## [Problem requirements]
Transcribe the records underneath word for word, and leave no line out.

[Stored data]
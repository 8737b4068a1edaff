use std::sync::Arc;
use tracing::{error, info, instrument};

use super::catalog::default_badges;
use super::models::{BadgeFilters, UserBadgeModel};
use super::repository::{BadgeAwardOutcome, BadgeRepository};
use crate::event::{EventBus, GamificationEvent};
use crate::shared::AppError;

/// Badge registry: catalog seeding, idempotent awarding, filtered listing
pub struct BadgeService {
    repository: Arc<dyn BadgeRepository>,
    event_bus: EventBus,
}

impl BadgeService {
    pub fn new(repository: Arc<dyn BadgeRepository>, event_bus: EventBus) -> Self {
        Self {
            repository,
            event_bus,
        }
    }

    /// Seeds the built-in catalog; safe to call repeatedly
    #[instrument(skip(self))]
    pub async fn initialize_badges(&self) -> Result<usize, AppError> {
        let mut inserted = 0;
        for badge in default_badges() {
            if self.repository.insert_badge_if_absent(&badge).await? {
                inserted += 1;
            }
        }
        info!(inserted, "Badge catalog initialized");
        Ok(inserted)
    }

    /// The whole catalog in sort order, for administrative listings
    pub async fn list_badges(&self) -> Result<Vec<super::models::BadgeModel>, AppError> {
        self.repository.list_badges().await
    }

    /// Awards a badge to a user. Awarding an already-held badge returns
    /// the existing record unchanged.
    #[instrument(skip(self))]
    pub async fn award_badge(
        &self,
        user_id: &str,
        badge_id: &str,
        is_featured: bool,
    ) -> Result<UserBadgeModel, AppError> {
        let badge = self
            .repository
            .get_badge(badge_id)
            .await?
            .ok_or_else(|| AppError::NotFound(format!("Badge {badge_id} not found")))?;

        let outcome = self
            .repository
            .try_award(&UserBadgeModel::new(user_id, badge_id, is_featured))
            .await?;

        if let BadgeAwardOutcome::Awarded(_) = &outcome {
            info!(user_id = %user_id, badge = %badge.name, "Badge awarded");
            self.event_bus.emit(GamificationEvent::BadgeAwarded {
                user_id: user_id.to_string(),
                badge_id: badge_id.to_string(),
            });
        }

        let mut record = outcome.into_record();
        record.badge = Some(badge);
        Ok(record)
    }

    /// A user's badges joined with their catalog entries, filtered and
    /// sorted by earn date, newest first. Advisory data: failures degrade
    /// to an empty list.
    #[instrument(skip(self, filters))]
    pub async fn get_user_badges(
        &self,
        user_id: &str,
        filters: &BadgeFilters,
    ) -> Vec<UserBadgeModel> {
        let (user_badges, catalog) = match (
            self.repository.user_badges(user_id).await,
            self.repository.list_badges().await,
        ) {
            (Ok(user_badges), Ok(catalog)) => (user_badges, catalog),
            (Err(e), _) | (_, Err(e)) => {
                error!(error = %e, user_id = %user_id, "Failed to load user badges");
                return Vec::new();
            }
        };

        let mut result: Vec<UserBadgeModel> = user_badges
            .into_iter()
            .filter(|ub| {
                filters
                    .is_featured
                    .map_or(true, |featured| ub.is_featured == featured)
            })
            .filter_map(|mut ub| {
                let badge = catalog.iter().find(|b| b.id == ub.badge_id)?.clone();

                if let Some(badge_type) = filters.badge_type {
                    if badge.badge_type != badge_type {
                        return None;
                    }
                }
                if let Some(search) = &filters.search {
                    let needle = search.to_lowercase();
                    if !badge.name.to_lowercase().contains(&needle)
                        && !badge.description.to_lowercase().contains(&needle)
                    {
                        return None;
                    }
                }

                ub.badge = Some(badge);
                Some(ub)
            })
            .collect();

        result.sort_by(|a, b| b.earned_at.cmp(&a.earned_at));
        result
    }

    /// Total badges held by a user, for profile summaries
    pub async fn badge_count(&self, user_id: &str) -> usize {
        self.repository
            .user_badges(user_id)
            .await
            .map(|badges| badges.len())
            .unwrap_or(0)
    }
}

#[cfg(test)]
mod tests {
    use super::*;
    use crate::badges::models::BadgeType;
    use crate::badges::repository::InMemoryBadgeRepository;

    fn service() -> BadgeService {
        BadgeService::new(
            Arc::new(InMemoryBadgeRepository::new()),
            EventBus::with_default_capacity(),
        )
    }

    #[tokio::test]
    async fn initialize_is_idempotent() {
        let service = service();

        let first = service.initialize_badges().await.unwrap();
        let second = service.initialize_badges().await.unwrap();

        assert!(first > 0);
        assert_eq!(second, 0);
    }

    #[tokio::test]
    async fn award_unknown_badge_fails_not_found() {
        let service = service();
        service.initialize_badges().await.unwrap();

        let result = service.award_badge("u1", "no_such_badge", false).await;
        assert!(matches!(result.unwrap_err(), AppError::NotFound(_)));
    }

    #[tokio::test]
    async fn double_award_returns_same_record() {
        let service = service();
        service.initialize_badges().await.unwrap();

        let first = service.award_badge("u1", "early_adopter", false).await.unwrap();
        let second = service.award_badge("u1", "early_adopter", false).await.unwrap();

        assert_eq!(first.id, second.id);
        assert_eq!(service.badge_count("u1").await, 1);
    }

    #[tokio::test]
    async fn listing_filters_by_type_and_sorts_newest_first() {
        let service = service();
        service.initialize_badges().await.unwrap();

        service.award_badge("u1", "rank_iniciante", false).await.unwrap();
        service.award_badge("u1", "early_adopter", false).await.unwrap();

        let all = service.get_user_badges("u1", &BadgeFilters::default()).await;
        assert_eq!(all.len(), 2);
        assert!(all[0].earned_at >= all[1].earned_at);

        let special = service
            .get_user_badges(
                "u1",
                &BadgeFilters {
                    badge_type: Some(BadgeType::Special),
                    ..BadgeFilters::default()
                },
            )
            .await;
        assert_eq!(special.len(), 1);
        assert_eq!(special[0].badge_id, "early_adopter");
    }
}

## [Solved problem]
repository 8737b4068a1edaff
use std::sync::Arc;
use tracing::{error, info, instrument};

use super::catalog::default_badges;
use super::models::{BadgeFilters, UserBadgeModel};
use super::repository::{BadgeAwardOutcome, BadgeRepository};
use crate::event::{EventBus, GamificationEvent};
use crate::shared::AppError;

/// Badge registry: catalog seeding, idempotent awarding, filtered listing
pub struct BadgeService {
    repository: Arc<dyn BadgeRepository>,
    event_bus: EventBus,
}

impl BadgeService {
    pub fn new(repository: Arc<dyn BadgeRepository>, event_bus: EventBus) -> Self {
        Self {
            repository,
            event_bus,
        }
    }

    /// Seeds the built-in catalog; safe to call repeatedly
    #[instrument(skip(self))]
    pub async fn initialize_badges(&self) -> Result<usize, AppError> {
        let mut inserted = 0;
        for badge in default_badges() {
            if self.repository.insert_badge_if_absent(&badge).await? {
                inserted += 1;
            }
        }
        info!(inserted, "Badge catalog initialized");
        Ok(inserted)
    }

    /// The whole catalog in sort order, for administrative listings
    pub async fn list_badges(&self) -> Result<Vec<super::models::BadgeModel>, AppError> {
        self.repository.list_badges().await
    }

    /// Awards a badge to a user. Awarding an already-held badge returns
    /// the existing record unchanged.
    #[instrument(skip(self))]
    pub async fn award_badge(
        &self,
        user_id: &str,
        badge_id: &str,
        is_featured: bool,
    ) -> Result<UserBadgeModel, AppError> {
        let badge = self
            .repository
            .get_badge(badge_id)
            .await?
            .ok_or_else(|| AppError::NotFound(format!("Badge {badge_id} not found")))?;

        let outcome = self
            .repository
            .try_award(&UserBadgeModel::new(user_id, badge_id, is_featured))
            .await?;

        if let BadgeAwardOutcome::Awarded(_) = &outcome {
            info!(user_id = %user_id, badge = %badge.name, "Badge awarded");
            self.event_bus.emit(GamificationEvent::BadgeAwarded {
                user_id: user_id.to_string(),
                badge_id: badge_id.to_string(),
            });
        }

        let mut record = outcome.into_record();
        record.badge = Some(badge);
        Ok(record)
    }

    /// A user's badges joined with their catalog entries, filtered and
    /// sorted by earn date, newest first. Advisory data: failures degrade
    /// to an empty list.
    #[instrument(skip(self, filters))]
    pub async fn get_user_badges(
        &self,
        user_id: &str,
        filters: &BadgeFilters,
    ) -> Vec<UserBadgeModel> {
        let (user_badges, catalog) = match (
            self.repository.user_badges(user_id).await,
            self.repository.list_badges().await,
        ) {
            (Ok(user_badges), Ok(catalog)) => (user_badges, catalog),
            (Err(e), _) | (_, Err(e)) => {
                error!(error = %e, user_id = %user_id, "Failed to load user badges");
                return Vec::new();
            }
        };

        let mut result: Vec<UserBadgeModel> = user_badges
            .into_iter()
            .filter(|ub| {
                filters
                    .is_featured
                    .map_or(true, |featured| ub.is_featured == featured)
            })
            .filter_map(|mut ub| {
                let badge = catalog.iter().find(|b| b.id == ub.badge_id)?.clone();

                if let Some(badge_type) = filters.badge_type {
                    if badge.badge_type != badge_type {
                        return None;
                    }
                }
                if let Some(search) = &filters.search {
                    let needle = search.to_lowercase();
                    if !badge.name.to_lowercase().contains(&needle)
                        && !badge.description.to_lowercase().contains(&needle)
                    {
                        return None;
                    }
                }

                ub.badge = Some(badge);
                Some(ub)
            })
            .collect();

        result.sort_by(|a, b| b.earned_at.cmp(&a.earned_at));
        result
    }

    /// Total badges held by a user, for profile summaries
    pub async fn badge_count(&self, user_id: &str) -> usize {
        self.repository
            .user_badges(user_id)
            .await
            .map(|badges| badges.len())
            .unwrap_or(0)
    }
}

#[cfg(test)]
mod tests {
    use super::*;
    use crate::badges::models::BadgeType;
    use crate::badges::repository::InMemoryBadgeRepository;

    fn service() -> BadgeService {
        BadgeService::new(
            Arc::new(InMemoryBadgeRepository::new()),
            EventBus::with_default_capacity(),
        )
    }

    #[tokio::test]
    async fn initialize_is_idempotent() {
        let service = service();

        let first = service.initialize_badges().await.unwrap();
        let second = service.initialize_badges().await.unwrap();

        assert!(first > 0);
        assert_eq!(second, 0);
    }

    #[tokio::test]
    async fn award_unknown_badge_fails_not_found() {
        let service = service();
        service.initialize_badges().await.unwrap();

        let result = service.award_badge("u1", "no_such_badge", false).await;
        assert!(matches!(result.unwrap_err(), AppError::NotFound(_)));
    }

    #[tokio::test]
    async fn double_award_returns_same_record() {
        let service = service();
        service.initialize_badges().await.unwrap();

        let first = service.award_badge("u1", "early_adopter", false).await.unwrap();
        let second = service.award_badge("u1", "early_adopter", false).await.unwrap();

        assert_eq!(first.id, second.id);
        assert_eq!(service.badge_count("u1").await, 1);
    }

    #[tokio::test]
    async fn listing_filters_by_type_and_sorts_newest_first() {
        let service = service();
        service.initialize_badges().await.unwrap();

        service.award_badge("u1", "rank_iniciante", false).await.unwrap();
        service.award_badge("u1", "early_adopter", false).await.unwrap();

        let all = service.get_user_badges("u1", &BadgeFilters::default()).await;
        assert_eq!(all.len(), 2);
        assert!(all[0].earned_at >= all[1].earned_at);

        let special = service
            .get_user_badges(
                "u1",
                &BadgeFilters {
                    badge_type: Some(BadgeType::Special),
                    ..BadgeFilters::default()
                },
            )
            .await;
        assert_eq!(special.len(), 1);
        assert_eq!(special[0].badge_id, "early_adopter");
    }
}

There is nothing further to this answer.